:: WHAT YOU WILL DO ::
From the entries below, count the lines with "type". Write only the count.

==== LISTED ENTRIES ====

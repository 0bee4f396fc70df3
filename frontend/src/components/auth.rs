use gloo_timers::callback::Timeout;
use leptos::ev;
use leptos::prelude::*;
use leptos::task::spawn_local;

use notesync::models::{RegisterRequest, Severity};
use notesync::route::Route;

use crate::api;
use crate::state::AppState;

/// Combined sign-in / registration form.
#[component]
pub fn AuthPage() -> impl IntoView {
    let state = expect_context::<AppState>();
    let (is_login, set_is_login) = signal(true);
    let (show_password, set_show_password) = signal(false);
    let (message, set_message) = signal(None::<String>);
    let (shake, set_shake) = signal(false);
    let form = RwSignal::new(RegisterRequest::default());

    let on_submit = move |ev: ev::SubmitEvent| {
        ev.prevent_default();
        let request = form.get_untracked();
        let login_mode = is_login.get_untracked();

        spawn_local(async move {
            let outcome = if login_mode {
                api::login(&request.login()).await
            } else {
                api::register(&request).await
            };

            match outcome {
                Ok(body) => {
                    set_message.set(Some(body));
                    if login_mode {
                        state.sign_in(request.username);
                        state.navigate(Route::Dashboard(None));
                    } else {
                        set_is_login.set(true);
                    }
                }
                Err(e) => {
                    log::error!("Auth request failed: {e}");
                    let text = e
                        .response_body()
                        .map(str::to_string)
                        .unwrap_or_else(|| "An error occurred".to_string());
                    set_message.set(Some(text));
                    set_shake.set(true);
                    Timeout::new(500, move || set_shake.set(false)).forget();
                }
            }
        });
    };

    view! {
        <div class="auth-page">
            <form class="auth-card" class:shake=move || shake.get() on:submit=on_submit>
                <h1>{move || if is_login.get() { "Welcome Back!" } else { "Create Account" }}</h1>

                <label class="field">
                    <span>"Username"</span>
                    <input
                        type="text"
                        name="username"
                        required
                        prop:value=move || form.with(|f| f.username.clone())
                        on:input=move |ev| form.update(|f| f.username = event_target_value(&ev))
                    />
                </label>

                <label class="field">
                    <span>"Password"</span>
                    <div class="password-row">
                        <input
                            type=move || if show_password.get() { "text" } else { "password" }
                            name="password"
                            required
                            prop:value=move || form.with(|f| f.password.clone())
                            on:input=move |ev| form.update(|f| f.password = event_target_value(&ev))
                        />
                        <button
                            type="button"
                            class="icon-button"
                            on:click=move |_| set_show_password.update(|v| *v = !*v)
                        >
                            {move || if show_password.get() { "🙈" } else { "👁" }}
                        </button>
                    </div>
                </label>

                <Show when=move || !is_login.get()>
                    <label class="field">
                        <span>"Full Name"</span>
                        <input
                            type="text"
                            name="fullName"
                            prop:value=move || form.with(|f| f.full_name.clone())
                            on:input=move |ev| form.update(|f| f.full_name = event_target_value(&ev))
                        />
                    </label>
                    <label class="field">
                        <span>"Email"</span>
                        <input
                            type="email"
                            name="email"
                            prop:value=move || form.with(|f| f.email.clone())
                            on:input=move |ev| form.update(|f| f.email = event_target_value(&ev))
                        />
                    </label>
                    <label class="field">
                        <span>"Phone Number"</span>
                        <input
                            type="text"
                            name="phoneNumber"
                            prop:value=move || form.with(|f| f.phone_number.clone())
                            on:input=move |ev| {
                                form.update(|f| f.phone_number = event_target_value(&ev))
                            }
                        />
                    </label>
                </Show>

                {move || {
                    message.get().map(|msg| {
                        let class = Severity::of_auth_message(&msg).css_class();
                        view! { <div class=class>{msg}</div> }
                    })
                }}

                <button type="submit" class="primary-btn">
                    {move || if is_login.get() { "Sign In" } else { "Create Account" }}
                </button>
                <button
                    type="button"
                    class="text-btn"
                    on:click=move |_| set_is_login.update(|v| *v = !*v)
                >
                    {move || {
                        if is_login.get() {
                            "Don't have an account? Sign Up"
                        } else {
                            "Already have an account? Sign In"
                        }
                    }}
                </button>
            </form>
        </div>
    }
}
use crate::errors::ClientError;

pub const UPLOAD_FAILED_MESSAGE: &str = "Upload failed. Please try again.";
/// How long the "Upload Complete!" state lingers before the button resets.
pub const COMPLETE_RESET_MS: u32 = 3_000;

/// Ordered set of files picked or dropped for the next upload. Equality is
/// identity for browser file handles, so picking the same handle twice keeps
/// one entry.
#[derive(Debug, Clone, PartialEq, Eq)]
pub struct UploadQueue<F> {
    files: Vec<F>,
}

impl<F> Default for UploadQueue<F> {
    fn default() -> Self {
        Self { files: Vec::new() }
    }
}

impl<F: PartialEq> UploadQueue<F> {
    pub fn new() -> Self {
        Self::default()
    }

    /// Append new files in order, skipping ones already queued. Returns how
    /// many were added.
    pub fn extend(&mut self, files: impl IntoIterator<Item = F>) -> usize {
        let before = self.files.len();
        for file in files {
            if !self.files.contains(&file) {
                self.files.push(file);
            }
        }
        self.files.len() - before
    }

    pub fn clear(&mut self) {
        self.files.clear();
    }

    pub fn len(&self) -> usize {
        self.files.len()
    }

    pub fn is_empty(&self) -> bool {
        self.files.is_empty()
    }

    pub fn iter(&self) -> impl Iterator<Item = &F> {
        self.files.iter()
    }
}

#[derive(Debug, Clone, Copy, PartialEq, Eq, Default)]
pub enum UploadPhase {
    #[default]
    Idle,
    Uploading,
    Complete,
}

/// The upload view's state: the queue, the request phase and the last
/// server message.
#[derive(Debug, Clone, PartialEq, Eq)]
pub struct UploadSession<F> {
    pub queue: UploadQueue<F>,
    phase: UploadPhase,
    result: Option<String>,
    failed: bool,
}

impl<F> Default for UploadSession<F> {
    fn default() -> Self {
        Self {
            queue: UploadQueue::default(),
            phase: UploadPhase::Idle,
            result: None,
            failed: false,
        }
    }
}

impl<F: PartialEq + Clone> UploadSession<F> {
    pub fn new() -> Self {
        Self::default()
    }

    pub fn phase(&self) -> UploadPhase {
        self.phase
    }

    pub fn result(&self) -> Option<&str> {
        self.result.as_deref()
    }

    pub fn failed(&self) -> bool {
        self.failed
    }

    /// Start an upload of the current queue. `None` when there is nothing to
    /// send or a request is already running.
    pub fn begin(&mut self) -> Option<Vec<F>> {
        if self.queue.is_empty() || self.phase == UploadPhase::Uploading {
            return None;
        }
        self.phase = UploadPhase::Uploading;
        Some(self.queue.iter().cloned().collect())
    }

    /// Record the server's reply. A successful upload empties the queue.
    pub fn finish(&mut self, outcome: Result<String, ClientError>) {
        match outcome {
            Ok(text) => {
                tracing::info!(files = self.queue.len(), "upload accepted");
                self.queue.clear();
                self.result = Some(text);
                self.failed = false;
                self.phase = UploadPhase::Complete;
            }
            Err(e) => {
                tracing::error!("upload failed: {e}");
                let text = e.response_body().unwrap_or(UPLOAD_FAILED_MESSAGE);
                self.result = Some(text.to_string());
                self.failed = true;
                self.phase = UploadPhase::Idle;
            }
        }
    }

    /// Drop the transient "complete" state once its display window is over.
    pub fn settle(&mut self) {
        if self.phase == UploadPhase::Complete {
            self.phase = UploadPhase::Idle;
        }
    }

    pub fn button_label(&self) -> &'static str {
        match self.phase {
            UploadPhase::Uploading => "Uploading...",
            UploadPhase::Complete => "Upload Complete!",
            UploadPhase::Idle => "Upload Files",
        }
    }
}

#[cfg(test)]
mod tests {
    use super::*;
    use pretty_assertions::assert_eq;

    #[test]
    fn picked_and_dropped_files_accumulate_in_order() {
        let mut session = UploadSession::new();
        assert_eq!(session.queue.extend(["a.txt", "b.txt"]), 2);
        assert_eq!(session.queue.extend(["c.txt"]), 1);
        let names: Vec<&str> = session.queue.iter().copied().collect();
        assert_eq!(names, vec!["a.txt", "b.txt", "c.txt"]);

        let sent = session.begin();
        assert_eq!(sent, Some(vec!["a.txt", "b.txt", "c.txt"]));
        session.finish(Ok("3 files uploaded".to_string()));
        assert!(session.queue.is_empty());
        assert_eq!(session.result(), Some("3 files uploaded"));
        assert_eq!(session.phase(), UploadPhase::Complete);
    }

    #[test]
    fn same_handle_is_queued_once() {
        let mut queue = UploadQueue::new();
        queue.extend([1, 2]);
        assert_eq!(queue.extend([2, 3, 3]), 1);
        assert_eq!(queue.len(), 3);
    }

    #[test]
    fn failure_keeps_the_queue() {
        let mut session = UploadSession::new();
        session.queue.extend(["a"]);
        assert!(session.begin().is_some());
        assert_eq!(session.begin(), None);
        session.finish(Err(ClientError::Network("offline".into())));
        assert_eq!(session.queue.len(), 1);
        assert!(session.failed());
        assert_eq!(session.result(), Some(UPLOAD_FAILED_MESSAGE));
        assert_eq!(session.button_label(), "Upload Files");
    }

    #[test]
    fn rejected_upload_shows_server_text() {
        let mut session = UploadSession::new();
        session.queue.extend(["big.pdf"]);
        session.begin();
        session.finish(Err(ClientError::status(413, "File too large")));
        assert!(session.failed());
        assert_eq!(session.result(), Some("File too large"));
        assert_eq!(session.queue.len(), 1);

        session.begin();
        session.finish(Err(ClientError::status(500, "  ")));
        assert_eq!(session.result(), Some(UPLOAD_FAILED_MESSAGE));
    }

    #[test]
    fn empty_queue_does_not_upload() {
        let mut session: UploadSession<&str> = UploadSession::new();
        assert_eq!(session.begin(), None);
        assert_eq!(session.phase(), UploadPhase::Idle);
    }

    #[test]
    fn complete_state_settles_back_to_idle() {
        let mut session = UploadSession::new();
        session.queue.extend(["a"]);
        session.begin();
        assert_eq!(session.button_label(), "Uploading...");
        session.finish(Ok("ok".into()));
        assert_eq!(session.button_label(), "Upload Complete!");
        session.settle();
        assert_eq!(session.phase(), UploadPhase::Idle);
    }
}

====

:: ANSWER TO THE PROBLEM ::
8